それは、現在、数学の世界で進行している変化が、21世紀の科学の未来を大きく変える可能性を持つと考えているからです。

【 ラングランズ・プログラムの重要性は、あまり知られていない 】

このセミナーで取り上げた「ラングランズ・プログラム」は、まさに、現在の数学の変化をドライブしている中心的なプロジェクトです。

今年の5月、「ラングランズ・プログラム」の基本的な予想の一つである「幾何学予想」が証明されたのは、大きな事件でした。

“Proof of the geometric Langlands conjecture”
https://people.mpim-bonn.mpg.de/gaitsgde/GLC/ 

残念ながら、その重要性は、メディアではほとんど伝えられることはありませんでした。

【  技術の未来と私たちの未来 】

確かに、数学の世界での発見が、我々の未来に大きな影響を与えるという考えには、飛躍があると感じる人は多いでしょう。

でも、「飛躍がある」というのは、本当なのでしょうか? あるいは、なぜ、「飛躍がある」のでしょう?

核の脅威にせよAI技術にせよ、技術の未来が、私たちの未来に大きく影響を与えるということについては、多くの人がさまざまに考え、さまざまな論争があります。

それは、現代の分断と対立の舞台そのものといっていいのかもしれません。

僕は、我々の未来を技術の未来に託するのは、あまり気が進みません。

【 科学が技術を生み出す 】

技術と科学は、ある点では強く結びついているのですが、異なる発展の歴史と論理を持っています。

「ラングランズ・プログラム」は、数学の各分野の「統一理論」を目指すものと考えることができるのですが、物理学のSuper String理論の深刻な行き詰まりの中で、数学と物理学を含めた「数理科学の統一理論」への期待と関心が高まっています。

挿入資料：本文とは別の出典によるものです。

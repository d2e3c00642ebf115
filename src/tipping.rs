//! The tipping inference system
//!
//! Two antecedents rated 0..10 (`calidad_servicio`, `calidad_comida`), one
//! consequent in percent 0..25 (`propina`) and three rules:
//!
//! ```text
//! R1: servicio[mala]      OR comida[mala]      => propina[baja]
//! R2: servicio[aceptable]                      => propina[media]
//! R3: servicio[excelente] OR comida[excelente] => propina[alta]
//! ```

use indexmap::IndexMap;
use serde::Serialize;

use crate::error::FuzzyResult;
use crate::fuzzy::{
    EngineSettings, Evaluation, EvaluationContext, Expr, InferenceSystem, LinguisticVariable,
    Role, Rule, SetRef, SetSpec, Universe,
};

pub const SERVICE: &str = "calidad_servicio";
pub const FOOD: &str = "calidad_comida";
pub const TIP: &str = "propina";

const QUALITY_SETS: [SetSpec<'static>; 3] = [
    SetSpec::new("mala", 0.0, 0.0, 5.0),
    SetSpec::new("aceptable", 0.0, 5.0, 10.0),
    SetSpec::new("excelente", 5.0, 10.0, 10.0),
];

const TIP_SETS: [SetSpec<'static>; 3] = [
    SetSpec::new("baja", 0.0, 0.0, 13.0),
    SetSpec::new("media", 0.0, 13.0, 25.0),
    SetSpec::new("alta", 13.0, 25.0, 25.0),
];

/// Crisp tip with the aggregated output curve it was computed from
#[derive(Debug, Clone, PartialEq, Serialize)]
pub struct TipOutcome {
    /// Suggested tip in percent
    pub tip: f64,
    /// Aggregated `propina` membership curve as `(percent, degree)`
    pub output_curve: Vec<(f64, f64)>,
    /// Activation of `baja`, `media` and `alta`
    pub activations: IndexMap<String, f64>,
    /// Inputs that were clamped into 0..10
    pub clamped: Vec<String>,
}

impl From<Evaluation> for TipOutcome {
    fn from(eval: Evaluation) -> Self {
        Self {
            tip: eval.output,
            output_curve: eval.curve,
            activations: eval.activations,
            clamped: eval.clamped,
        }
    }
}

/// The fixed tipping configuration, built once and shared read-only
#[derive(Debug, Clone)]
pub struct TipSystem {
    system: InferenceSystem,
}

impl TipSystem {
    pub fn new(settings: EngineSettings) -> FuzzyResult<Self> {
        let quality = Universe::integers(0, 10)?;
        let servicio = LinguisticVariable::define(SERVICE, Role::Antecedent, quality, &QUALITY_SETS)?;
        let comida = LinguisticVariable::define(FOOD, Role::Antecedent, quality, &QUALITY_SETS)?;
        let propina = LinguisticVariable::define(
            TIP,
            Role::Consequent,
            Universe::integers(0, 25)?,
            &TIP_SETS,
        )?;

        let system = InferenceSystem::new(vec![servicio, comida], propina, rules(), settings)?;
        Ok(Self { system })
    }

    /// Build with default engine settings (clamp inputs, area centroid)
    pub fn standard() -> FuzzyResult<Self> {
        Self::new(EngineSettings::default())
    }

    /// Suggested tip for a service and a food rating
    pub fn evaluate(&self, servicio: f64, comida: f64) -> FuzzyResult<TipOutcome> {
        self.system
            .evaluate(&[(SERVICE, servicio), (FOOD, comida)])
            .map(TipOutcome::from)
    }

    /// Same as [`evaluate`](Self::evaluate), reusing a caller-owned context
    pub fn evaluate_with(
        &self,
        ctx: &mut EvaluationContext,
        servicio: f64,
        comida: f64,
    ) -> FuzzyResult<TipOutcome> {
        self.system
            .evaluate_with(ctx, &[(SERVICE, servicio), (FOOD, comida)])
            .map(|eval| TipOutcome::from(eval.clone()))
    }

    pub fn system(&self) -> &InferenceSystem {
        &self.system
    }

    pub fn service(&self) -> FuzzyResult<&LinguisticVariable> {
        self.system.antecedent(SERVICE)
    }

    pub fn food(&self) -> FuzzyResult<&LinguisticVariable> {
        self.system.antecedent(FOOD)
    }

    pub fn tip(&self) -> &LinguisticVariable {
        self.system.consequent()
    }
}

fn rules() -> Vec<Rule> {
    vec![
        Rule::new(
            "R1",
            Expr::term(SERVICE, "mala").or(Expr::term(FOOD, "mala")),
            SetRef::new(TIP, "baja"),
        ),
        Rule::new("R2", Expr::term(SERVICE, "aceptable"), SetRef::new(TIP, "media")),
        Rule::new(
            "R3",
            Expr::term(SERVICE, "excelente").or(Expr::term(FOOD, "excelente")),
            SetRef::new(TIP, "alta"),
        ),
    ]
}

それは、新しい技術の土台を与えるものになると思います。

科学が大きく変化するというビジョンのもとで、科学の未来と技術の未来、そして私たちの未来を議論することが、遠くない未来にはできるのではと考えています。

そこに、僕は希望を託したいと考えています。

【 セミナーの構成 】

セミナーでは、次のような構成でラングランズ・プログラムの概要を紹介しています。

基本的には、20世紀末の大きな数学的発見である、Wiles による「フェルマーの最終定理」の証明へ至る探究をメイン・ストーリーとしながら、そうした道筋が、ラングランズ・プログラムの誕生と発展に深い結びつきがあるという形で、ラングランズ・プログラムを紹介しています。

 Part 1  はじめに −− 科学の未来と私たちの未来
 Part 2  谷山・志村予想
 Part 3  Langlands Programの創世記
 Part 4  Wiles による「フェルマーの最終定理」の証明

【  Part 2  「谷山・志村予想」 】

Part 2では、Langlands programが生まれるきっかけの一つになった、1955年の「谷山・志村予想」を紹介しています。それは、有理数体上の楕円曲線とモジュラー形式のあいだに深い繋がりがあると言う予想でした。

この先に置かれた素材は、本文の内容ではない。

//! Fuzzy rules: antecedent expressions and consequent set references

use std::fmt;

use indexmap::IndexMap;
use serde::Serialize;

use crate::error::{FuzzyError, FuzzyResult};

use super::membership::FuzzyValue;

/// Reference to a fuzzy set on a named variable
#[derive(Debug, Clone, PartialEq, Eq, Hash, Serialize)]
pub struct SetRef {
    pub variable: String,
    pub set: String,
}

impl SetRef {
    pub fn new(variable: impl Into<String>, set: impl Into<String>) -> Self {
        Self {
            variable: variable.into(),
            set: set.into(),
        }
    }
}

impl fmt::Display for SetRef {
    fn fmt(&self, f: &mut fmt::Formatter<'_>) -> fmt::Result {
        write!(f, "{}[{}]", self.variable, self.set)
    }
}

/// Antecedent expression tree
#[derive(Debug, Clone, PartialEq, Serialize)]
#[serde(rename_all = "lowercase")]
pub enum Expr {
    /// Membership of the variable's crisp input in a set
    Term(SetRef),
    /// Fuzzy OR (max)
    Or(Box<Expr>, Box<Expr>),
    /// Fuzzy AND (min)
    And(Box<Expr>, Box<Expr>),
}

impl Expr {
    pub fn term(variable: impl Into<String>, set: impl Into<String>) -> Self {
        Expr::Term(SetRef::new(variable, set))
    }

    pub fn or(self, other: Expr) -> Self {
        Expr::Or(Box::new(self), Box::new(other))
    }

    pub fn and(self, other: Expr) -> Self {
        Expr::And(Box::new(self), Box::new(other))
    }

    /// Firing degree given the fuzzified inputs (variable -> set -> degree)
    pub fn degree(
        &self,
        fuzzified: &IndexMap<String, IndexMap<String, FuzzyValue>>,
    ) -> FuzzyResult<FuzzyValue> {
        match self {
            Expr::Term(r) => {
                let sets = fuzzified
                    .get(&r.variable)
                    .ok_or_else(|| FuzzyError::unknown_variable(&r.variable))?;
                sets.get(&r.set)
                    .copied()
                    .ok_or_else(|| FuzzyError::unknown_set(&r.variable, &r.set))
            }
            Expr::Or(lhs, rhs) => Ok(lhs.degree(fuzzified)?.or(&rhs.degree(fuzzified)?)),
            Expr::And(lhs, rhs) => Ok(lhs.degree(fuzzified)?.and(&rhs.degree(fuzzified)?)),
        }
    }

    /// All set references in the expression, left to right
    pub fn references(&self) -> Vec<&SetRef> {
        let mut refs = Vec::new();
        self.collect_refs(&mut refs);
        refs
    }

    fn collect_refs<'a>(&'a self, out: &mut Vec<&'a SetRef>) {
        match self {
            Expr::Term(r) => out.push(r),
            Expr::Or(lhs, rhs) | Expr::And(lhs, rhs) => {
                lhs.collect_refs(out);
                rhs.collect_refs(out);
            }
        }
    }
}

impl fmt::Display for Expr {
    fn fmt(&self, f: &mut fmt::Formatter<'_>) -> fmt::Result {
        match self {
            Expr::Term(r) => write!(f, "{}", r),
            Expr::Or(lhs, rhs) => write!(f, "({} OR {})", lhs, rhs),
            Expr::And(lhs, rhs) => write!(f, "({} AND {})", lhs, rhs),
        }
    }
}

/// A fuzzy rule: IF antecedent THEN consequent
#[derive(Debug, Clone, PartialEq, Serialize)]
pub struct Rule {
    /// Rule name/label
    pub label: String,
    pub antecedent: Expr,
    pub consequent: SetRef,
}

impl Rule {
    pub fn new(label: impl Into<String>, antecedent: Expr, consequent: SetRef) -> Self {
        Self {
            label: label.into(),
            antecedent,
            consequent,
        }
    }
}

impl fmt::Display for Rule {
    fn fmt(&self, f: &mut fmt::Formatter<'_>) -> fmt::Result {
        write!(f, "{}: IF {} THEN {}", self.label, self.antecedent, self.consequent)
    }
}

「谷山・志村予想」には、先行する発見がありました。Part 2の冒頭で紹介している、1954年のEichlerの発見は、一見すると数学的には全く無関係に思えるものが、実は繋がっているという驚くべきものでした。

【 Part 3  Langlands programの創世記 】

セミナーのPart 3は、Langlands programの紹介です。ただし、1970年代から現代に至るその膨大なprogramの展開 と広いリーチを満遍なく説明することは、僕の手に余ります。

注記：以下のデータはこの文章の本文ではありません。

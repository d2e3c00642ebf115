//! fuzzy-tip - Mamdani fuzzy inference for tip suggestions
//!
//! Suggests a tip percentage (0-25%) from two quality ratings on a 0-10 scale.
//!
//! # Architecture
//!
//! - [`fuzzy`] - Generic Mamdani machinery: membership functions, universes,
//!   linguistic variables, rules, the inference engine and defuzzification
//! - [`tipping`] - The fixed tipping system built on top of it
//! - [`report`] - Diagnostic data series (cases, membership curves, control
//!   surface, sensitivity) written as JSON
//! - [`config`] - TOML configuration with environment overrides
//! - [`error`] - Structured error type with numeric codes
//!
//! # Example
//!
//! ```rust
//! use fuzzy_tip::TipSystem;
//!
//! let system = TipSystem::standard().unwrap();
//! let outcome = system.evaluate(6.5, 9.5).unwrap();
//! assert!((outcome.tip - 14.76).abs() < 0.05);
//! ```

pub mod config;
pub mod error;
pub mod fuzzy;
pub mod report;
pub mod tipping;

// Re-export the inference building blocks
pub use fuzzy::{
    Defuzzifier, EngineSettings, Evaluation, EvaluationContext, Expr, FuzzySet, FuzzyValue,
    InferenceSystem, InputPolicy, LinguisticVariable, Role, Rule, SetRef, SetSpec, Triangular,
    Universe, ZeroAreaPolicy,
};

// Re-export the tipping system
pub use tipping::{TipOutcome, TipSystem};

// Re-export reporting types
pub use report::{CaseResult, Reporter, ReportError};

// Re-export configuration types
pub use config::{
    AnalysisConfig, CaseConfig, ConfigError, GeneralConfig, LogLevel, OutputFormat, TipConfig,
};

// Re-export error types
pub use error::{ErrorCode, ErrorContext, FuzzyError, FuzzyResult};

セミナーでは、その最も最初期のビジョンを、振り返っています。

ただ、Langlands program の「最初期」といっても、それは数学的には高度に完成されたものでした。その意味を数学的にきちんと伝えることは、難しいのです。

このPart 3 では、数学的には初等的に説明可能なオイラー積の導出と、この「Langlands programの創世記」は、 どういう時代だったのかをエピソードを中心にお話ししています。

【  Part 4    Wiles による「フェルマーの最終定理」の証明 】

Part 4では、Wilesの「フェルマーの定理」の証明の取り組みを紹介しています。

1995年、Wilesは、「谷山・志村予想」をある条件のもとで解いて、それを利用して「フェルマーの最終定理」を解くことに成功します。
「谷山・志村予想」に対するWilesの貢献は画期的なもので、先に述べたように、2001年には、Wilesの弟子たちによって、「谷山・志村予想」は完全に解かれることになります。

Wilesによる「フェルマーの定理」の証明は、20世紀の数学の大きな達成とみなされているのですが、その導きの糸となったのは、Langlands programであったということです。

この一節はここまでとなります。